前回のラムゼイヤー教授の記事に関して以下のようなコメントを頂きました。
>この件、官憲による強制連行など無かったということ、納得されていたと思うのですが? それは韓国Sejong大学の朴裕河氏の記事にも明確にかかれています。勿論、現場の兵士による犯罪は、軍事裁判や東京裁判などで処罰されています。それから、契約は一般に契約書を必要としません。朴裕河氏の記事にもありますが、給与の支払い帳はあります。
コメントありがとうごさいます。以下は私の所感です。
ラムゼイヤー氏はこれまで植民地出身の慰安婦達の供述内容が問題となってきた事をJapan Fowardの記事、"Recovering the Truth about the Comfort women" で、日本軍兵士が銃剣を突きつけ慰安婦を連行したという証言は事実ではない、と書き、ハーバード大学法学部内で公開されたDiscussion Paper 2019でも最初に名乗り出た金学順さんの話がコロコロ変わったという例を持ち出して注意を促している。
被害者の供述(=証言)には裏ずけが必要なのだが、それが事件から50年後に初めて話され、しかも韓国語から日本語への訳が必要、その上供述内容をめぐる対立、という事情から内容の確証が困難になっている。しかも反慰安婦側がウソではないかと口に出そうものなら慰安婦支持側の人々をいたく怒らせ反発させるという事態も生じているようだ。本来は真相追及の為に協力して冷静に議論されるべきだと思っている。
元慰安婦の文玉珠さんはビルマの慰安所にいたことが双方からも認められており、当時かなり日本語が達者だった数少ない人のようだ。
その彼女は自伝 "ビルマ戦線盾師団の慰安婦だった私" の中で極貧家庭に育った、最初15歳の時、民間人と日本の憲兵にさらわれ、駅に一晩閉じ込められ翌朝汽車で国境を越えた満州の慰安所に連れていかれた、と述べている。この手のかどわかし例が多いのも半島被害者供述の特徴だ。
だから彼女は実際に誘拐されたのではないかという疑いも出てくる。ラムゼイヤー教授は売春契約があったと主張しているが、半島は日本国内ではない。貧困で社会秩序が崩壊、治安も日本と比べるとはるかに悪かったと思われる。当時の京城新聞には民間女性を誘拐して満州で売春をさせていた悪質な事件に対する警報記事があった、と報告されている。
文玉珠さんは国境の慰安所生活が耐えられらくなり、親しくなった憲兵に母が病気だからと頼んで出所証明書を書いてもらい帰国し、二度と満州には帰らなかった。
しかしすぐ食べていけなくなり慰安婦に応募するのだが、その時も外地のレストランで高給を貰うという話につられたとなっている。しかし本心では話がうま過ぎる、と何となく直感していたそうだ。

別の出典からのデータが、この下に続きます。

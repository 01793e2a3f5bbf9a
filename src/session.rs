//! Interactive art gallery session.
//!
//! [`GallerySession`] owns everything one interactive run produces: the
//! polygon being drawn, its triangulation and adjacency graph, the last
//! coloring and the last guard set. Each method corresponds to one user
//! action and either succeeds or leaves the session exactly as it was.
//!
//! # Example
//!
//! ```
//! use art_gallery::triangulation::EarClipping;
//! use art_gallery::{GallerySession, Point2};
//!
//! let mut session = GallerySession::new();
//! for (x, y) in [(0.0, 0.0), (4.0, 0.0), (4.0, 4.0), (0.0, 4.0)] {
//!     session.add_vertex(Point2::new(x, y)).unwrap();
//! }
//! session.close().unwrap();
//!
//! let guards = session.run(&EarClipping).unwrap();
//! assert_eq!(guards.len(), 1);
//! ```

use crate::coloring::{color_graph, Color, Coloring, ColoringOptions, GuardSet, DEFAULT_COLORS};
use crate::error::{GalleryError, Result};
use crate::graph::AdjacencyGraph;
use crate::key::{VertexKey, DEFAULT_KEY_DECIMALS, MAX_KEY_DECIMALS};
use crate::polygon::{Polygon, MIN_POLYGON_VERTICES};
use crate::primitives::{Point2, Segment2};
use crate::triangulation::{normalize, Triangle, Triangulator};
use num_traits::Float;

/// Session configuration.
#[derive(Debug, Clone, Copy, PartialEq, Eq)]
pub struct GalleryOptions {
    /// Number of colors used by the coloring search.
    pub colors: usize,
    /// Decimal places kept when turning points into vertex keys.
    pub key_decimals: u32,
    /// Optional bound on coloring search steps.
    pub max_search_steps: Option<usize>,
}

impl Default for GalleryOptions {
    fn default() -> Self {
        Self {
            colors: DEFAULT_COLORS,
            key_decimals: DEFAULT_KEY_DECIMALS,
            max_search_steps: None,
        }
    }
}

impl GalleryOptions {
    /// Sets the number of colors.
    pub fn colors(mut self, colors: usize) -> Self {
        self.colors = colors;
        self
    }

    /// Sets the vertex key precision, clamped to the supported maximum.
    pub fn key_decimals(mut self, decimals: u32) -> Self {
        self.key_decimals = decimals.min(MAX_KEY_DECIMALS);
        self
    }

    /// Bounds the coloring search.
    pub fn max_search_steps(mut self, steps: usize) -> Self {
        self.max_search_steps = Some(steps);
        self
    }

    /// Options handed to [`color_graph`].
    pub fn coloring_options(&self) -> ColoringOptions {
        ColoringOptions {
            colors: self.colors,
            max_steps: self.max_search_steps,
        }
    }
}

/// State of one interactive art gallery run.
#[derive(Debug, Clone)]
pub struct GallerySession<F> {
    options: GalleryOptions,
    polygon: Polygon<F>,
    triangles: Option<Vec<Triangle<F>>>,
    graph: Option<AdjacencyGraph>,
    coloring: Option<Coloring>,
    guards: Option<GuardSet>,
}

impl<F: Float> Default for GallerySession<F> {
    fn default() -> Self {
        Self::with_options(GalleryOptions::default())
    }
}

impl<F: Float> GallerySession<F> {
    /// Creates a session with default options.
    pub fn new() -> Self {
        Self::default()
    }

    /// Creates a session with the given options.
    pub fn with_options(options: GalleryOptions) -> Self {
        Self {
            options,
            polygon: Polygon::empty(),
            triangles: None,
            graph: None,
            coloring: None,
            guards: None,
        }
    }

    /// The session configuration.
    pub fn options(&self) -> &GalleryOptions {
        &self.options
    }

    /// Discards all state and starts a new polygon.
    pub fn reset(&mut self) {
        *self = Self::with_options(self.options);
    }

    /// Appends a vertex to the polygon.
    ///
    /// Besides the failure cases of [`Polygon::try_push`], a point that
    /// cannot be keyed at the configured precision is refused with
    /// [`GalleryError::NonFiniteCoordinate`], so every accepted vertex can
    /// later become a graph vertex.
    pub fn add_vertex(&mut self, point: Point2<F>) -> Result<()> {
        let keyed = VertexKey::from_point(point, self.options.key_decimals);
        let pushed = match keyed {
            Err(err) if !self.polygon.is_complete() => Err(err),
            _ => self.polygon.try_push(point),
        };
        pushed.map_err(|err| {
            tracing::debug!(%err, "vertex rejected");
            err
        })?;
        tracing::debug!(vertices = self.polygon.len(), "vertex accepted");
        Ok(())
    }

    /// Closes the polygon boundary.
    ///
    /// See [`Polygon::close`] for the failure cases.
    pub fn close(&mut self) -> Result<()> {
        self.polygon.close()?;
        tracing::debug!(vertices = self.polygon.len(), "polygon closed");
        Ok(())
    }

    /// Triangulates the closed polygon and builds its adjacency graph.
    ///
    /// A previous coloring and guard set are discarded on success.
    ///
    /// # Errors
    ///
    /// * [`GalleryError::InsufficientVertices`] with fewer than 3 vertices
    /// * [`GalleryError::PolygonNotComplete`] if the polygon is still open
    /// * any error of the triangulator, [`normalize`] or [`AdjacencyGraph::build`]
    pub fn triangulate<T>(&mut self, triangulator: &T) -> Result<&[Triangle<F>]>
    where
        T: Triangulator<F> + ?Sized,
    {
        let n = self.polygon.len();
        if n < MIN_POLYGON_VERTICES {
            return Err(GalleryError::InsufficientVertices {
                required: MIN_POLYGON_VERTICES,
                actual: n,
            });
        }

        let ring = self.polygon.ring()?;
        let raw = triangulator.triangulate(&ring)?;
        let triangles = normalize(&raw)?;
        let graph = AdjacencyGraph::build(&triangles, self.options.key_decimals)?;

        tracing::debug!(triangles = triangles.len(), "polygon triangulated");

        self.graph = Some(graph);
        self.coloring = None;
        self.guards = None;
        let triangles: &[Triangle<F>] = self.triangles.insert(triangles);
        Ok(triangles)
    }

    /// Colors the triangulation graph.
    ///
    /// A previous guard set is discarded on success.
    ///
    /// # Errors
    ///
    /// * [`GalleryError::NoTriangulation`] before a successful [`triangulate`](Self::triangulate)
    /// * any error of [`color_graph`]
    pub fn color(&mut self) -> Result<&Coloring> {
        let graph = self.graph.as_ref().ok_or(GalleryError::NoTriangulation)?;
        if graph.is_empty() {
            return Err(GalleryError::NoTriangulation);
        }

        let coloring = color_graph(graph, &self.options.coloring_options())?;
        self.guards = None;
        let coloring: &Coloring = self.coloring.insert(coloring);
        Ok(coloring)
    }

    /// Selects the guard set from the current coloring.
    ///
    /// # Errors
    ///
    /// [`GalleryError::GuardSelectionUnavailable`] before a successful
    /// [`color`](Self::color).
    pub fn select_guards(&mut self) -> Result<&GuardSet> {
        let coloring = self
            .coloring
            .as_ref()
            .ok_or(GalleryError::GuardSelectionUnavailable)?;
        let guards = GuardSet::from_coloring(coloring)?;

        tracing::debug!(color = %guards.color(), guards = guards.len(), "guards selected");

        let guards: &GuardSet = self.guards.insert(guards);
        Ok(guards)
    }

    /// Triangulates, colors and selects guards in one go.
    pub fn run<T>(&mut self, triangulator: &T) -> Result<&GuardSet>
    where
        T: Triangulator<F> + ?Sized,
    {
        self.triangulate(triangulator)?;
        self.color()?;
        self.select_guards()
    }

    /// The polygon drawn so far.
    pub fn polygon(&self) -> &Polygon<F> {
        &self.polygon
    }

    /// Accepted vertices in insertion order.
    pub fn points(&self) -> &[Point2<F>] {
        self.polygon.vertices()
    }

    /// Accepted boundary edges, including the closing edge once complete.
    pub fn edges(&self) -> Vec<Segment2<F>> {
        self.polygon.edges()
    }

    /// Triangles of the last successful triangulation.
    pub fn triangles(&self) -> Option<&[Triangle<F>]> {
        self.triangles.as_deref()
    }

    /// Adjacency graph of the last successful triangulation.
    pub fn graph(&self) -> Option<&AdjacencyGraph> {
        self.graph.as_ref()
    }

    /// The last successful coloring.
    pub fn coloring(&self) -> Option<&Coloring> {
        self.coloring.as_ref()
    }

    /// The last selected guard set.
    pub fn guards(&self) -> Option<&GuardSet> {
        self.guards.as_ref()
    }

    /// Each polygon vertex with its color, if it has been colored.
    pub fn vertex_colors(&self) -> Vec<(Point2<F>, Option<Color>)> {
        self.polygon
            .vertices()
            .iter()
            .map(|&p| {
                let color = self
                    .coloring
                    .as_ref()
                    .zip(self.key(p))
                    .and_then(|(coloring, key)| coloring.get(&key));
                (p, color)
            })
            .collect()
    }

    /// Polygon vertices that are guards, in insertion order.
    pub fn guard_points(&self) -> Vec<Point2<F>> {
        let Some(guards) = self.guards.as_ref() else {
            return Vec::new();
        };
        self.polygon
            .vertices()
            .iter()
            .copied()
            .filter(|&p| self.key(p).is_some_and(|key| guards.contains(&key)))
            .collect()
    }

    fn key(&self, point: Point2<F>) -> Option<VertexKey> {
        VertexKey::from_point(point, self.options.key_decimals).ok()
    }
}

この時は釜山の旅館に志願女性が集合、翌日には船で台湾に向かった。その時業者から4分6という取り分を知らされたという。慰安所の4分6は前借金を返すので慰安婦4で業者6という意味である。そこでは日本式の前借金はなくてビルマまで2か月の船旅の費用が丸ごと借金となったようだ。だが実際にビルマで慰安所の中に足を踏み入れても自分がここで"朝鮮ピー"となるという実感はなかった。覚悟したのは実際客の日本兵が現れてからだそうだ。他の未経験の女性達は皆泣き出したと書いている。これを哀れと感じない人間はまずいないはずだ。
文玉珠さん達一向を引率した業者の一人は時期が合致する遊郭業者日誌の著者だろうと報告されている。契約は2年(又は3年)で連れて帰るのも含まれていたのだが、戦争悪化でこの部分も賃金もすべてがオジャン。彼女は日本軍の命令で看護婦に化け、しばらく軍病院内で身を潜めていたが、着の身着のまま連合軍が準備した朝鮮人用の避難船で帰国することが出来た。終戦後一年経っていた。
これでも売春契約で高給を保障され外地に赴任した、と能天気に言えるのか?
私には不思議でしようがない。
戦後の戦犯裁判で、フィリピン、マニラ、ビルマ、ボルネオ等で戦争犯罪、人道に反する罪、で英、米、オランダ軍はレイプ犯および慰安所設置関係者及び責任者を軍事裁判にかけ処刑者もかなり出ている。しかし、極東裁判でも独立後の韓国でも戦争犯罪=性奴隷を根拠とした裁判は開かれなかった。いわゆる裁判が不可能な状態、又はなされなかった、ということで日韓両政府で解決策を図るというのが国際法でも正当化されているが、朴裕河さん流に言えばさまざまな政治的ノイズが邪魔をし続けているというのが現在の状況に思える。